In FIG. 1, a galvanized layer 1, a chemical conversion film 2, a siliceous film 3, a gap 4, and a fixing resin 5 are photographed in order from the bottom. From FIG. 1, it was confirmed that a laminated film having a chemical conversion film and a siliceous film in this order was formed on the galvanized layer.
GDS Analysis The multilayer coating prepared in Example 1 was analyzed using a GDS analyzer (manufactured by Horiba, Ltd. (model number: GD-Profiler 2)). The results are shown in FIG.

From FIG. 2, it was confirmed that Si and O were detected from the surface (depth 0 μm) to the vicinity of depth 1 μm, and a siliceous film was formed. In addition, Cr was detected up to a depth of about 1 to 1.5 μm, and it was confirmed that a chemical conversion film was formed. That is, from the result of the GDS analysis, it was confirmed that a laminated film having a chemical conversion film and a siliceous film in this order was formed on the galvanized layer.

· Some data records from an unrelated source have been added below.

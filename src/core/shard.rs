//! Partitioning a selection for parallel workers.
//!
//! The selected library list is split into contiguous, near-equal slices,
//! one per CI worker. A job matrix document tells the external scheduler
//! how many workers to fan out.

use std::path::{Path, PathBuf};

use serde::{Deserialize, Serialize};

/// Job matrix published for the CI scheduler: one entry per shard index.
#[derive(Debug, Clone, Serialize, Deserialize)]
pub struct JobMatrix {
    pub include: Vec<JobIndex>,
}

/// A single matrix entry.
#[derive(Debug, Clone, Serialize, Deserialize)]
pub struct JobIndex {
    pub index: usize,
}

/// Build the job matrix for `parallelism` workers, indexed `0..parallelism`.
pub fn job_matrix(parallelism: usize) -> JobMatrix {
    JobMatrix {
        include: (0..parallelism).map(|index| JobIndex { index }).collect(),
    }
}

/// How many items each shard holds: `ceil(total / parallelism)`.
pub fn shard_size(total: usize, parallelism: usize) -> usize {
    total.div_ceil(parallelism)
}

/// Split `items` into exactly `parallelism` contiguous shards.
///
/// Shard `i` is the slice `[i*size, (i+1)*size)` clipped to the list
/// bounds, so trailing shards are empty when `parallelism` exceeds the
/// item count. Concatenating the shards in index order reconstructs
/// `items` exactly.
///
/// Callers must validate `parallelism >= 1`; the partitioning itself is
/// deterministic for a fixed input order.
pub fn shard<T: Clone>(items: &[T], parallelism: usize) -> Vec<Vec<T>> {
    let size = shard_size(items.len(), parallelism);
    (0..parallelism)
        .map(|i| {
            let start = (i * size).min(items.len());
            let end = ((i + 1) * size).min(items.len());
            items[start..end].to_vec()
        })
        .collect()
}

/// Name the shard artifact for `index` by inserting the zero-based index
/// before the extension of `base`: `libs.json` becomes `libs0.json`.
pub fn shard_path(base: &Path, index: usize) -> PathBuf {
    let stem = base
        .file_stem()
        .map(|s| s.to_string_lossy().into_owned())
        .unwrap_or_default();
    let name = match base.extension() {
        Some(ext) => format!("{}{}.{}", stem, index, ext.to_string_lossy()),
        None => format!("{}{}", stem, index),
    };
    base.with_file_name(name)
}
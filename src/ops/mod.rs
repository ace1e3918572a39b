//! High-level operations.
//!
//! This module contains the implementation of libvet commands.

pub mod check;
pub mod schedule;
pub mod summary;

pub use check::{check_libraries, check_library, CheckOptions};
pub use schedule::{schedule, ScheduleOptions, ScheduleResult};
pub use summary::{render_markdown, summarize, Summary};
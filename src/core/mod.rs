//! Core data structures for libvet.
//!
//! This module contains the foundational types of the pipeline:
//! - Catalog records (`LibraryDescriptor`) and catalog loading
//! - Version selection over a raw catalog
//! - Sharding of a selection for parallel workers
//! - The test report model and its classification

pub mod catalog;
pub mod classify;
pub mod report;
pub mod select;
pub mod shard;

pub use catalog::{load_catalog, parse_catalog, CatalogError, LibraryDescriptor};
pub use classify::{classify, ClassifiedSuite, SuiteStatus};
pub use report::{CaseOutcome, TestCase, TestReport, TestSuite};
pub use select::{select_latest, SelectError};
pub use shard::{job_matrix, shard, shard_path, JobMatrix};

1. 1. Zinc plating layer 2. Chemical conversion film 3. Siliceous film Gap 5. Fixing resin

Claims

Containing an alkoxysilane oligomer, a metal salt, and a solvent;
The solvent is water and / or a water-soluble organic solvent,
The content of the metal salt is 0.1 to 30 parts by mass with 100 parts by mass of the alkoxysilane oligomer.
A film-forming composition characterized by that.
The composition according to claim 1, wherein the metal salt is a metal salt of at least one metal selected from the group consisting of Cr, Ti, Zr, Sr, V, W, Mo, and Ce.
Furthermore, the composition of Claim 1 or 2 containing a lubricant.
The composition according to any one of claims 1 to 3, further comprising colloidal silica.
The composition according to any one of claims 1 to 4, further comprising water glass.
The composition according to any one of claims 1 to 5, which is a film-forming composition of a laminated film of a chemical conversion film and a siliceous film.
A method of processing a metal material,
(1) Step 1 of applying a film-forming composition to the surface of the metal material to form a film-forming composition layer, and (2) heating the film-forming composition layer, Step 2 of forming a laminated film having a chemical film and a siliceous film in this order from the metal material side
Including
The film-forming composition contains an alkoxysilane oligomer, a metal salt, and a solvent, and the solvent is water and / or a water-soluble organic solvent,
The content of the metal salt is 0.1 to 30 parts by mass with 100 parts by mass of the alkoxysilane oligomer.
A processing method characterized by the above.
The treatment method according to claim 7, wherein the metal material is zinc or a zinc alloy, and a surface of the metal material is treated with a blackening treatment liquid not containing chromium, cobalt, and nickel.
The treatment method according to claim 7 or 8, wherein the film-forming composition is prepared by a sol-gel method.